mod aggregate;
mod app;
mod config;
mod consumer;
mod dispatch;
mod error;
mod handlers;
mod job;
mod origin;
mod queue;
mod state;
mod store;

use std::sync::Arc;

use anyhow::Result;
use clap::{Parser, Subcommand};
use tokio::{net::TcpListener, signal, sync::broadcast};
use tracing_subscriber::{layer::SubscriberExt, util::SubscriberInitExt};

use crate::{
    app::create_app, config::Config, consumer::Consumer, job::RefreshJob, origin::OriginClient,
    queue::SqsQueue, state::AppState, store::RedisStore,
};

/// Searchlist - aggregated search caching with queue-driven invalidation
#[derive(Parser, Debug)]
#[command(name = "searchlist")]
#[command(version, about, long_about = None)]
struct Cli {
    #[command(subcommand)]
    command: Commands,
}

#[derive(Subcommand, Debug)]
enum Commands {
    /// Run the read API server
    Serve {
        /// Host address to bind the server to
        #[arg(long, short = 'H', default_value = "0.0.0.0", env = "HOST")]
        host: String,

        /// Port to listen on
        #[arg(long, short, default_value = "3000", env = "PORT")]
        port: u16,
    },
    /// Run the invalidation queue consumer
    Worker,
    /// Run one pass of the cache refresh job
    Refresh,
}

#[tokio::main]
async fn main() -> Result<()> {
    let cli = Cli::parse();

    tracing_subscriber::registry()
        .with(
            tracing_subscriber::EnvFilter::try_from_default_env()
                .unwrap_or_else(|_| "searchlist=debug,tower_http=debug".into()),
        )
        .with(tracing_subscriber::fmt::layer())
        .init();

    let config = Config::from_env();

    match cli.command {
        Commands::Serve { host, port } => serve(config, &host, port).await,
        Commands::Worker => worker(config).await,
        Commands::Refresh => refresh(config).await,
    }
}

async fn serve(config: Config, host: &str, port: u16) -> Result<()> {
    let state = AppState::from_env(config).await?;
    let app = create_app(state);

    let addr = format!("{host}:{port}");
    let listener = TcpListener::bind(&addr).await?;
    tracing::info!("listening on {}", listener.local_addr()?);

    axum::serve(listener, app)
        .with_graceful_shutdown(shutdown_signal())
        .await?;

    tracing::info!("Server stopped");
    Ok(())
}

async fn worker(config: Config) -> Result<()> {
    let store = Arc::new(RedisStore::new(&config.redis_url).await?);
    let queue = Arc::new(SqsQueue::from_env(&config.queue_url).await);
    let consumer = Consumer::new(store, queue, Arc::new(config));

    let (shutdown_tx, shutdown_rx) = broadcast::channel(1);
    tokio::spawn(async move {
        shutdown_signal().await;
        let _ = shutdown_tx.send(());
    });

    consumer.run(shutdown_rx).await;
    Ok(())
}

async fn refresh(config: Config) -> Result<()> {
    let store = Arc::new(RedisStore::new(&config.redis_url).await?);
    let origin = Arc::new(OriginClient::new(
        &config.origin_url,
        config.origin_login.clone(),
        config.origin_api_key.clone(),
    ));

    RefreshJob::new(store, origin, Arc::new(config)).run().await
}

/// Wait for a shutdown signal (SIGTERM or Ctrl+C).
async fn shutdown_signal() {
    let ctrl_c = async {
        signal::ctrl_c()
            .await
            .expect("failed to install Ctrl+C handler");
    };

    #[cfg(unix)]
    let terminate = async {
        signal::unix::signal(signal::unix::SignalKind::terminate())
            .expect("failed to install SIGTERM handler")
            .recv()
            .await;
    };

    #[cfg(not(unix))]
    let terminate = std::future::pending::<()>();

    tokio::select! {
        _ = ctrl_c => {
            tracing::info!("Received Ctrl+C, shutting down");
        }
        _ = terminate => {
            tracing::info!("Received SIGTERM, shutting down");
        }
    }
}
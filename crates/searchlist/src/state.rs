//! Shared application state.

use std::sync::Arc;

use anyhow::Result;

use searchlist_core::queue::QueueProducer;
use searchlist_core::store::Store;

use crate::config::Config;
use crate::queue::SqsQueue;
use crate::store::RedisStore;

/// Shared state cloned into every request handler.
#[derive(Clone)]
pub struct AppState {
    pub store: Arc<dyn Store>,
    pub queue: Arc<dyn QueueProducer>,
    pub config: Arc<Config>,
}

impl AppState {
    pub fn new(store: Arc<dyn Store>, queue: Arc<dyn QueueProducer>, config: Arc<Config>) -> Self {
        Self {
            store,
            queue,
            config,
        }
    }

    /// Builds the production state: Redis store and SQS producer.
    pub async fn from_env(config: Config) -> Result<Self> {
        let store = Arc::new(RedisStore::new(&config.redis_url).await?);
        let queue = Arc::new(SqsQueue::from_env(&config.queue_url).await);
        Ok(Self::new(store, queue, Arc::new(config)))
    }
}
//! Fixed-point arithmetic over the ray (10^27) and wad (10^18) scales
//! (spec §4.1).
//!
//! Every multiplication or division widens its operands into a 256-bit
//! intermediate before rounding, per the design note in spec §9: "use a
//! fixed 4x64-bit limb library; do not rely on arbitrary-precision
//! libraries, because round-to-nearest semantics must be identical across
//! implementations." `uint::construct_uint!` gives exactly that: a fixed
//! 256-bit (4-limb) integer, not a growable bignum.

use common_constants::{BPS, RAY, RAY_WAD_RATIO, WAD};
use common_errors::{CoreError, CoreResult};

uint::construct_uint! {
    /// Fixed 4x64-bit limb unsigned integer, wide enough to hold the
    /// product of two 128-bit operands without truncation.
    pub struct U256(4);
}

fn u256(x: u128) -> U256 {
    U256::from(x)
}

/// Narrows a `U256` back to `u128`, failing if that would lose information.
fn narrow(x: U256) -> CoreResult<u128> {
    if x > u256(u128::MAX) {
        return Err(CoreError::Overflow);
    }
    Ok(x.as_u128())
}

/// Widens a `u128` into the crate's 256-bit intermediate type. Exposed so
/// callers that need to chain more than two wide multiplications (the
/// compounded-interest binomial terms, spec §4.2) aren't forced back
/// through 128-bit arithmetic between steps.
pub fn widen(x: u128) -> U256 {
    u256(x)
}

/// Narrows a 256-bit intermediate back to `u128`, failing with
/// [`CoreError::Overflow`] if that would lose information.
pub fn narrow_u256(x: U256) -> CoreResult<u128> {
    narrow(x)
}

/// `(a*b + R/2) / R`, rounded half-up, for two ray-scaled operands.
pub fn ray_mul(a: u128, b: u128) -> CoreResult<u128> {
    mul_half_up(a, b, RAY)
}

/// `(a*R + b/2) / b`, rounded half-up, for two ray-scaled operands.
pub fn ray_div(a: u128, b: u128) -> CoreResult<u128> {
    div_half_up(a, b, RAY)
}

/// `(a*b + W/2) / W`, rounded half-up, for two wad-scaled operands.
pub fn wad_mul(a: u128, b: u128) -> CoreResult<u128> {
    mul_half_up(a, b, WAD)
}

/// `(a*W + b/2) / b`, rounded half-up, for two wad-scaled operands.
pub fn wad_div(a: u128, b: u128) -> CoreResult<u128> {
    div_half_up(a, b, WAD)
}

fn mul_half_up(a: u128, b: u128, scale: u128) -> CoreResult<u128> {
    let product = u256(a) * u256(b);
    let half_scale = u256(scale) / u256(2);
    narrow((product + half_scale) / u256(scale))
}

fn div_half_up(a: u128, b: u128, scale: u128) -> CoreResult<u128> {
    if b == 0 {
        return Err(CoreError::DivisionByZero);
    }
    let numerator = u256(a) * u256(scale);
    let half_b = u256(b) / u256(2);
    narrow((numerator + half_b) / u256(b))
}

/// Converts a wad-scaled value to ray scale: `x * (RAY / WAD)`.
///
/// Exact (no rounding needed): `RAY / WAD` is an integer power of ten.
pub fn wad_to_ray(x: u128) -> CoreResult<u128> {
    narrow(u256(x) * u256(RAY_WAD_RATIO))
}

/// Converts a ray-scaled value back to wad scale, rounded half-up.
pub fn ray_to_wad(x: u128) -> u128 {
    let half = RAY_WAD_RATIO / 2;
    (x + half) / RAY_WAD_RATIO
}

/// `(x*bps + 5000) / 10000`, rounded half-up. `bps` must be in `[0, 10000]`;
/// callers are expected to have validated that range (see
/// `RateParameters::new` and `ReserveData::reserve_factor_bps`).
pub fn percent_mul(x: u128, bps: u32) -> CoreResult<u128> {
    let product = u256(x) * u256(bps as u128);
    let half = u256(BPS as u128) / u256(2);
    narrow((product + half) / u256(BPS as u128))
}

- - - - -

Report each line of the data that includes the string "bind".

◆ **Output below**
        /// Host address to bind the server to
    let listener = TcpListener::bind(&addr).await?;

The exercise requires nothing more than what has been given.